Hujan ringan mengiringi perjalananku menuju Stasiun Gambir. Aku terpaksa berbasah ria bersama bapak tukang ojek yang memacu motornya menembus hujan dan kemacetan khas ibu kota untuk mengejar kereta yang akan mengantarku ke kotamu. Begitu tiba di terminal keberangkatan, aku segera berlari karena mendengar pemberitahuan bahwa keretaku akan segera diberangkatkan. "Tuhan, tolong tahan kereta itu," bisikku dalam hati. Aku sempat mendengar dua patah kata dari petugas di pintu masuk terminal saat memeriksa tiketku, "Jalur 3." Aku pun berlari ke jalur tersebut. "Terima kasih, Tuhan!" Keretaku masih ada di Jalur 3. Aku langsung melompat ke salah satu pintu yang terbuka dari rangkaian kereta tersebut, entah di gerbong berapa aku tak peduli. Kakiku baru melangkah tiga kali saat kereta itu mulai bergerak meninggalkan Stasiun Gambir. Nyaris, batinku.
Gerbong 5. Itu jawaban dari seorang ibu muda yang sedang hamil tua, tempat aku bertanya. "Mbak di gerbong berapa?" tanyanya kemudian saat aku nampak bimbang menentukan langkah. "Gerbong 1, mbak," jawabku. Ibu muda tadi mengatakan bahwa Gerbong 1 berada di ujung rangkaian sebelum kereta pembangkit. Aku langsung mengayunkan kaki ke arah yang berlawanan dengan jalannya kereta, tak lupa mengucapkan terima kasih kepada ibu muda tersebut.
Setelah melewati tiga gerbong penumpang dan satu gerbong restorasi, akhirnya sampai juga di Gerbong 1. Aku pun langsung menuju bangku nomor 7A sesuai yang tertera di tiket. Bangku sebelah kosong. Untunglah, aku sedang tidak berminat berbasa-basi kali ini. Setelah merapikan bawaan yang tidak banyak, aku mengambil posisi yang nyaman dan menikmati pemandangan di luar jendela yang masih diguyur hujan. Aku baru menyadari bahwa pakaianku agak basah karena kehujanan tadi. Terpaksa aku mengganti bajuku dengan jaket serta melepas kaos kaki yang nyaris basah kuyup karena cipratan air di sepanjang jalan tadi. Bergelung dengan selimut, aku mengeluarkan sebuah novel dengan latar perbankan di Swiss, sebuah negara yang konon menjadi surga bagi para pemilik uang karena ketatnya peraturan kerahasiaan nasabah.
Satu jam berlalu dari makan malam yang dibagikan, kantuk mulai menyerangku. Lama juga aku tertidur, meski tak nyenyak. Getaran telepon selulerlah yang membangunkanku. Sebuah pesan singkat. Aku menarik napas panjang saat membaca pengirimnya. Kau. Sudah sampai mana? Ah, bahkan di saat-saat ini kau masih sempat memantau perjalananku. Sesaat aku melihat ke luar jendela, gelap. Entahlah, di luar gelap banget. Mungkin di sekitar Cirebon.
Kantukku lenyap sudah. Aku kembali menekuri novel yang tadi sempat terputus. Detik demi detik, menit demi menit, jam demi jam berlalu. Sudah hampir tengah malam saat kereta ini tiba di kotamu. Seorang teman telah menungguku di pintu keluar. Aku langsung menghambur memeluknya. Entah berapa lama kami tak bertemu, hanya hubungan melalui telepon, pesan singkat, e-mail atau obrolan melalui internet messanger yang mengeratkan kami.

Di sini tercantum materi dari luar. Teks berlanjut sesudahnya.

//! Logger module
//!
//! Provides logging utilities for the HTTP server including:
//! - Server lifecycle logging
//! - Access logging with multiple formats
//! - Leveled debug/info/warning/error logging
//! - File-based logging support

mod format;
pub mod writer;

pub use format::AccessLogEntry;

use crate::config::{AppState, LogLevel, LoggingConfig};
use crate::strategy::CacheStrategy;
use std::net::SocketAddr;

/// Initialize the logger with configuration
///
/// Should be called once at application startup.
pub fn init(config: &LoggingConfig) -> std::io::Result<()> {
    writer::init(
        config.level,
        config.access_log_file.as_deref(),
        config.error_log_file.as_deref(),
    )
}

pub fn log_debug(message: &str) {
    writer::get().write_info(LogLevel::Debug, &format!("[DEBUG] {message}"));
}

pub fn log_info(message: &str) {
    writer::get().write_info(LogLevel::Info, message);
}

pub fn log_warning(message: &str) {
    writer::get().write_error(LogLevel::Warn, &format!("[WARN] {message}"));
}

pub fn log_error(message: &str) {
    writer::get().write_error(LogLevel::Error, &format!("[ERROR] {message}"));
}

/// Log formatted access log entry
pub fn log_access(entry: &AccessLogEntry, format: &str) {
    writer::get().write_access(&entry.format(format));
}

pub fn log_server_start(addr: &SocketAddr, state: &AppState) {
    let config = &state.config;
    let strategy = state.strategy();
    log_info("======================================");
    log_info("cachelab started");
    log_info(&format!("Listening on: http://{addr}"));
    log_info(&format!("Static root: {}", state.static_root.display()));
    log_info(&format!(
        "Cache strategy: {strategy} ({})",
        strategy.description()
    ));
    log_info(&format!(
        "Validation: {:?}, fingerprint: {:?}",
        config.cache.validation, config.cache.fingerprint
    ));
    log_info(&format!("Log level: {:?}", config.logging.level));
    if let Some(workers) = config.server.workers {
        log_info(&format!("Worker threads: {workers}"));
    }
    if let Some(ref path) = config.logging.access_log_file {
        log_info(&format!("Access log: {path}"));
    }
    if let Some(ref path) = config.logging.error_log_file {
        log_info(&format!("Error log: {path}"));
    }
    log_info("======================================\n");
}

pub fn log_strategy_table(active: CacheStrategy) {
    for strategy in CacheStrategy::ALL {
        let marker = if strategy == active { "*" } else { " " };
        log_info(&format!(
            "{marker} {:<28} {}",
            strategy.name(),
            strategy.description()
        ));
    }
}

pub fn log_connection_accepted(peer_addr: &SocketAddr) {
    log_debug(&format!("[Connection] Accepted from: {peer_addr}"));
}

pub fn log_connection_error(err: &impl std::fmt::Debug) {
    log_error(&format!("Failed to serve connection: {err:?}"));
}
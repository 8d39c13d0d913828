//! Static file serving module
//!
//! Resolves the request to a file, computes the validators the active
//! strategy needs, and answers with 200 or 304.

use chrono::Utc;
use http_body_util::Full;
use hyper::body::Bytes;
use hyper::Response;
use std::path::Path;
use tokio::fs;

use crate::config::AppState;
use crate::error::ResourceError;
use crate::handler::resolve::resolve_resource_path;
use crate::handler::router::RequestContext;
use crate::handler::slot::{Outcome, ResponseSlot};
use crate::http::{self, mime, LastModified};
use crate::logger;
use crate::strategy::{ConditionalHeaders, CurrentValidators, Revalidation};

/// Serve the requested resource into `slot`
///
/// Any failure leaves the slot empty so the not-found handler answers.
pub async fn handle(ctx: &RequestContext<'_>, state: &AppState, slot: &mut ResponseSlot) {
    match serve(ctx, state).await {
        Ok((response, outcome)) => {
            if slot.send(response, outcome).is_err() {
                logger::log_debug(&format!("Static response for {} discarded", ctx.path));
            }
        }
        Err(e) if e.is_routine() => logger::log_debug(&e.to_string()),
        Err(e) => logger::log_warning(&e.to_string()),
    }
}

/// Build the response for a static resource
///
/// Metadata and content are read fresh on every call; nothing is cached
/// between requests. For `ETag` strategies the content is read once and used
/// for both the fingerprint and the body.
pub async fn serve(
    ctx: &RequestContext<'_>,
    state: &AppState,
) -> Result<(Response<Full<Bytes>>, Outcome), ResourceError> {
    let static_files = &state.config.static_files;
    let cache = &state.config.cache;
    let strategy = state.strategy();

    let path = resolve_resource_path(&state.static_root, ctx.path, &static_files.index_file)
        .ok_or_else(|| ResourceError::Unresolvable(ctx.path.to_string()))?;

    let metadata = fs::metadata(&path)
        .await
        .map_err(|e| ResourceError::from_io(&path, e))?;
    if !metadata.is_file() {
        return Err(ResourceError::NotAFile { path });
    }

    let validators = strategy.validators();

    let last_modified = if validators.last_modified {
        let modified = metadata
            .modified()
            .map_err(|e| ResourceError::from_io(&path, e))?;
        Some(LastModified::new(modified))
    } else {
        None
    };

    let content = if validators.etag {
        Some(read_resource(&path).await?)
    } else {
        None
    };
    let etag = content
        .as_deref()
        .map(|bytes| http::fingerprint(bytes, cache.fingerprint));

    let current = CurrentValidators {
        last_modified: last_modified.as_ref(),
        etag: etag.as_deref(),
    };
    let conditional = ConditionalHeaders {
        if_none_match: ctx.if_none_match,
        if_modified_since: ctx.if_modified_since,
    };

    if strategy.revalidate(&conditional, &current, cache.validation) == Revalidation::NotModified {
        return Ok((http::build_304_response(), Outcome::Revalidated));
    }

    let body = match content {
        Some(bytes) => bytes,
        None => read_resource(&path).await?,
    };
    let headers = strategy.response_headers(cache, Utc::now(), &current);
    let content_type = mime::content_type_for(&path);

    Ok((
        http::build_fresh_response(body, &content_type, &headers),
        Outcome::Fresh,
    ))
}

async fn read_resource(path: &Path) -> Result<Bytes, ResourceError> {
    fs::read(path)
        .await
        .map(Bytes::from)
        .map_err(|e| ResourceError::from_io(path, e))
}
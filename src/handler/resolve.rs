//! Resource path resolution
//!
//! Maps a request path onto a file under the static root.

use percent_encoding::percent_decode_str;
use std::path::{Path, PathBuf};

/// Resolve `request_path` (the URL path component, query already removed)
/// against `root`.
///
/// The path is percent-decoded and joined segment by segment. When the last
/// segment has no extension, or the path names the root itself, `index_file`
/// is appended. Returns `None` for paths that could escape the root: `..`
/// segments, NUL bytes, backslashes, or bytes that are not valid UTF-8 once
/// decoded.
pub fn resolve_resource_path(root: &Path, request_path: &str, index_file: &str) -> Option<PathBuf> {
    let decoded = percent_decode_str(request_path).decode_utf8().ok()?;
    if decoded.contains('\0') || decoded.contains('\\') {
        return None;
    }

    let mut resolved = root.to_path_buf();
    let mut last_segment = None;

    for segment in decoded.split('/') {
        match segment {
            "" | "." => {}
            ".." => return None,
            name => {
                resolved.push(name);
                last_segment = Some(name);
            }
        }
    }

    let has_extension = last_segment.is_some_and(|name| Path::new(name).extension().is_some());
    if !has_extension {
        resolved.push(index_file);
    }

    Some(resolved)
}

#[cfg(test)]
mod tests {
    use super::*;

    fn resolve(path: &str) -> Option<PathBuf> {
        resolve_resource_path(Path::new("/srv/static"), path, "index.html")
    }

    #[test]
    fn test_root_resolves_to_index() {
        assert_eq!(resolve("/"), Some(PathBuf::from("/srv/static/index.html")));
        assert_eq!(resolve(""), Some(PathBuf::from("/srv/static/index.html")));
    }

    #[test]
    fn test_extensionless_path_is_a_directory() {
        assert_eq!(
            resolve("/docs/guide"),
            Some(PathBuf::from("/srv/static/docs/guide/index.html"))
        );
        assert_eq!(
            resolve("/docs/"),
            Some(PathBuf::from("/srv/static/docs/index.html"))
        );
    }

    #[test]
    fn test_file_with_extension() {
        assert_eq!(
            resolve("/css/site.css"),
            Some(PathBuf::from("/srv/static/css/site.css"))
        );
    }

    #[test]
    fn test_percent_decoding() {
        assert_eq!(
            resolve("/my%20page.html"),
            Some(PathBuf::from("/srv/static/my page.html"))
        );
    }

    #[test]
    fn test_traversal_rejected() {
        assert_eq!(resolve("/../etc/passwd"), None);
        assert_eq!(resolve("/a/../../secret.txt"), None);
        assert_eq!(resolve("/%2e%2e/secret.txt"), None);
        assert_eq!(resolve("/..%2fsecret.txt"), None);
        assert_eq!(resolve("/a%5c..%5csecret.txt"), None);
        assert_eq!(resolve("/index.html%00.png"), None);
    }

    #[test]
    fn test_dot_segments_ignored() {
        assert_eq!(
            resolve("/./a//b.txt"),
            Some(PathBuf::from("/srv/static/a/b.txt"))
        );
    }
}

"Di luar gerimis. Aku lupa membawa jas hujan." Ujar temanku menyesali keteledorannya. "Mau menunggu sampai reda atau langsung aja?" Lanjutnya kemudian.
"Cuma gerimis kan?" tanyaku memastikan. Dia mengangguk. "Langsung aja yuk, aku sudah tak sabar bertemu tempat tidur yang nyaman." Tawa temanku membuat orang-orang di sekitar kami menoleh. Dia pun menarik tanganku menuju tempat parkir.
***
Setelah membersihkan diri dan mengganti pakaian, aku langsung berbaring di tempat tidur. Temanku masuk dan membawa dua gelas minuman yang mengepulkan uap panas. Dari aromanya aku tahu, wedang jahe. "Minum ini dulu, baru boleh tidur." Katanya setengah memerintah. Aku bangkit dan mengambil wedang jahe itu. "Ceritanya besok aja. Sekarang kamu istirahat dulu." Dia kembali memerintah saat aku baru akan membuka mulut. "Kalau kau butuh sesuatu, aku ada di kamar sebelah." Katanya sebelum menutup pintu kamar.
***
Hujan deras mengguyur kota ini saat kami bersiap ke tempatmu. Kami pun terpaksa menunggu sekitar dua jam hingga hujan mereda. Di antara rintik gerimis yang masih tersisa kami melaju ke alamat yang kau berikan seminggu yang lalu. Rumah itu nampak semarak. Melewati beberapa orang di luar rumah, kami langsung menuju ruangan yang tadi ditunjukkan oleh seorang wanita paruh baya di pintu masuk. Aku melihatmu sedang bercanda dengan beberapa tamu. Saat melihat kedatangan kami, kau langsung meninggalkan tamu-tamu itu dan menjabat tanganku. "Terima kasih." Katamu singkat meski aku belum mengucapkan sepatah kata pun. Sesaat aku limbung. "Selamat ya!" Ujarku setelah menguasai keadaan. Sadar berpasang-pasang mata memperhatikan, aku melepaskan genggamanmu. Aku pun memeluk gadis yang kini menjadi istrimu dan memberinya ucapan selamat. Kalian memaksaku duduk di pelaminan itu, di antara kalian. Setelah berbagai basa basi yang sangat basi, aku meminta ijin untuk pulang. Aku beralasan bahwa keretaku akan berangkat dua jam lagi. Kalian, terutama kau, pun terpaksa mengijinkanku pergi.
***
"Kau yakin akan pulang sekarang?" kata temanku dengan nada khawatir. Aku mengangguk mantap. "Aku baik-baik saja," ucapku seolah menebak jalan pikirannya sambil melanjutkan membereskan barang bawaanku. "Sepuluh menit lagi aku siap berangkat." Kataku meyakinkannya.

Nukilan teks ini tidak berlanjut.